-- Opening Marker --

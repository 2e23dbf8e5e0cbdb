#![allow(clippy::unwrap_used)]
//! End-to-end tests of the translation job against an in-memory provider.
//!
//! These cover the full pipeline: extraction, batching, progress files,
//! merging, the final catalog write, and resuming an interrupted run.

use std::collections::HashMap;
use std::fs;
use std::path::{Path, PathBuf};
use std::sync::Mutex;
use tempfile::TempDir;

use xctr_cli::catalog::{Catalog, LocalizationState};
use xctr_cli::engine::{
    CancelToken, FixedPolicy, JobOutcome, ProgressStore, RecoveryAction, RetryPolicy, Scheduler,
    TranslatedStrings, TranslationJob,
};
use xctr_cli::translation::{
    DeepLCapabilities, ProviderFailure, ProviderOptions, TranslationProvider,
};

/// Looks texts up in a dictionary, falling back to upper-casing.
///
/// Cancels `cancel_after` once that many calls have been answered.
#[derive(Default)]
struct DictionaryProvider {
    dictionary: HashMap<String, String>,
    calls: Mutex<Vec<usize>>,
    cancel_after: Option<(usize, CancelToken)>,
}

impl DictionaryProvider {
    fn with(pairs: &[(&str, &str)]) -> Self {
        Self {
            dictionary: pairs
                .iter()
                .map(|(from, to)| ((*from).to_string(), (*to).to_string()))
                .collect(),
            ..Self::default()
        }
    }

    fn call_sizes(&self) -> Vec<usize> {
        self.calls.lock().unwrap().clone()
    }
}

impl TranslationProvider for DictionaryProvider {
    async fn translate(
        &self,
        texts: &[String],
        _source_language: &str,
        _target_language: &str,
        _options: &ProviderOptions,
    ) -> Result<Vec<String>, ProviderFailure> {
        let mut calls = self.calls.lock().unwrap();
        calls.push(texts.len());
        if let Some((after, token)) = &self.cancel_after
            && calls.len() >= *after
        {
            token.cancel();
        }
        Ok(texts
            .iter()
            .map(|t| {
                self.dictionary
                    .get(t)
                    .cloned()
                    .unwrap_or_else(|| t.to_uppercase())
            })
            .collect())
    }
}

fn write_catalog_file(dir: &TempDir, text: &str) -> PathBuf {
    let path = dir.path().join("Localizable.xcstrings");
    fs::write(&path, text).unwrap();
    path
}

fn numbered_catalog(count: usize) -> String {
    let strings: serde_json::Map<String, serde_json::Value> = (0..count)
        .map(|i| (format!("key {i:03}"), serde_json::json!({})))
        .collect();
    let mut text = serde_json::to_string_pretty(&serde_json::json!({
        "sourceLanguage": "en",
        "strings": strings,
        "version": "1.0",
    }))
    .unwrap();
    text.push('\n');
    text
}

async fn run_job(
    path: &Path,
    provider: &DictionaryProvider,
    batch_size: usize,
    cancel: CancelToken,
) -> JobOutcome {
    let catalog = Catalog::load(path).unwrap();
    let job = TranslationJob {
        catalog_path: path,
        catalog: &catalog,
        target_language: "de",
        batch_size,
        formality: None,
        retry: RetryPolicy::default(),
    };
    let mut prompt = FixedPolicy(RecoveryAction::Skip);
    let mut scheduler = Scheduler {
        provider,
        capabilities: &DeepLCapabilities,
        prompt: &mut prompt,
        observer: &(),
        cancel,
    };
    job.run(&mut scheduler).await.unwrap()
}

#[tokio::test]
async fn test_translations_are_merged_into_catalog() {
    let dir = TempDir::new().unwrap();
    let path = write_catalog_file(
        &dir,
        r#"{
  "sourceLanguage" : "en",
  "strings" : {
    "Hello" : {
      "localizations" : {
        "de" : {
          "stringUnit" : {
            "state" : "new",
            "value" : ""
          }
        }
      }
    },
    "Blank" : {

    }
  },
  "version" : "1.0"
}
"#,
    );
    let provider = DictionaryProvider::with(&[("Hello", "Hallo"), ("Blank", "  ")]);

    let outcome = run_job(&path, &provider, 20, CancelToken::new()).await;

    let JobOutcome::Completed(summary) = outcome else {
        panic!("expected a completed run");
    };
    assert_eq!(summary.translated, 1);
    assert_eq!(summary.skipped_empty, 1);
    assert!(summary.skipped_batches.is_empty());

    let catalog = Catalog::load(&path).unwrap();
    let hello = catalog.entry("Hello").unwrap().localization("de").unwrap();
    assert!(hello.is_complete());
    assert_eq!(hello.value(), Some("Hallo"));

    let blank = catalog.entry("Blank").unwrap().localization("de").unwrap();
    let unit = blank.string_unit.as_ref().unwrap();
    assert_eq!(unit.state, LocalizationState::New);
    assert!(!blank.is_complete());

    assert!(!ProgressStore::for_catalog(&path, "de").has_progress());
}

#[tokio::test]
async fn test_batches_follow_batch_size() {
    let dir = TempDir::new().unwrap();
    let path = write_catalog_file(&dir, &numbered_catalog(101));
    let provider = DictionaryProvider::default();

    let outcome = run_job(&path, &provider, 50, CancelToken::new()).await;

    assert!(matches!(outcome, JobOutcome::Completed(ref s) if s.translated == 101));
    assert_eq!(provider.call_sizes(), vec![50, 50, 1]);

    let catalog = Catalog::load(&path).unwrap();
    let last = catalog.entry("key 100").unwrap().localization("de").unwrap();
    assert_eq!(last.value(), Some("KEY 100"));
}

#[tokio::test]
async fn test_cancelled_run_resumes_where_it_stopped() {
    let dir = TempDir::new().unwrap();
    let path = write_catalog_file(&dir, &numbered_catalog(25));
    let original = fs::read_to_string(&path).unwrap();

    let cancel = CancelToken::new();
    let first = DictionaryProvider {
        cancel_after: Some((1, cancel.clone())),
        ..DictionaryProvider::default()
    };
    let outcome = run_job(&path, &first, 10, cancel).await;

    let JobOutcome::Cancelled {
        saved,
        progress_path,
        ..
    } = outcome
    else {
        panic!("expected a cancelled run");
    };
    assert_eq!(saved, 10);
    assert!(progress_path.exists());
    assert_eq!(first.call_sizes(), vec![10]);
    assert_eq!(fs::read_to_string(&path).unwrap(), original);

    let second = DictionaryProvider::default();
    let outcome = run_job(&path, &second, 10, CancelToken::new()).await;

    let JobOutcome::Completed(summary) = outcome else {
        panic!("expected a completed run");
    };
    assert_eq!(summary.translated, 15);
    assert_eq!(second.call_sizes(), vec![10, 5]);
    assert!(!progress_path.exists());

    let catalog = Catalog::load(&path).unwrap();
    for i in 0..25 {
        let key = format!("key {i:03}");
        let localization = catalog.entry(&key).unwrap().localization("de").unwrap();
        assert!(localization.is_complete(), "{key} should be translated");
    }
}

#[tokio::test]
async fn test_saved_progress_is_merged_when_nothing_is_outstanding() {
    let dir = TempDir::new().unwrap();
    let path = write_catalog_file(&dir, &numbered_catalog(2));

    let store = ProgressStore::for_catalog(&path, "de");
    let saved: TranslatedStrings = [
        ("key 000".to_string(), "null".to_string()),
        ("key 001".to_string(), "eins".to_string()),
    ]
    .into_iter()
    .collect();
    store.save(&saved).unwrap();

    let provider = DictionaryProvider::default();
    let outcome = run_job(&path, &provider, 20, CancelToken::new()).await;

    assert!(matches!(outcome, JobOutcome::Completed(ref s) if s.translated == 0));
    assert!(provider.call_sizes().is_empty());
    assert!(!store.has_progress());

    let catalog = Catalog::load(&path).unwrap();
    let one = catalog.entry("key 001").unwrap().localization("de").unwrap();
    assert_eq!(one.value(), Some("eins"));
}

#[tokio::test]
async fn test_completed_catalog_is_left_untouched() {
    let dir = TempDir::new().unwrap();
    let text = r#"{
  "sourceLanguage" : "en",
  "strings" : {
    "Hello" : {
      "localizations" : {
        "de" : {
          "stringUnit" : {
            "state" : "translated",
            "value" : "Hallo"
          }
        }
      }
    }
  },
  "version" : "1.0"
}
"#;
    let path = write_catalog_file(&dir, text);
    let provider = DictionaryProvider::default();

    let outcome = run_job(&path, &provider, 20, CancelToken::new()).await;

    assert!(matches!(outcome, JobOutcome::Completed(ref s) if s.translated == 0));
    assert!(provider.call_sizes().is_empty());
    assert_eq!(fs::read_to_string(&path).unwrap(), text);
}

-- Closing Marker --

* TASK TO CARRY OUT *
Your answer must be every line from the entries that contains the string "HashMap", copied as it stands.

* ANSWER TO THE EXERCISE *
use std::collections::HashMap;
    dictionary: HashMap<String, String>,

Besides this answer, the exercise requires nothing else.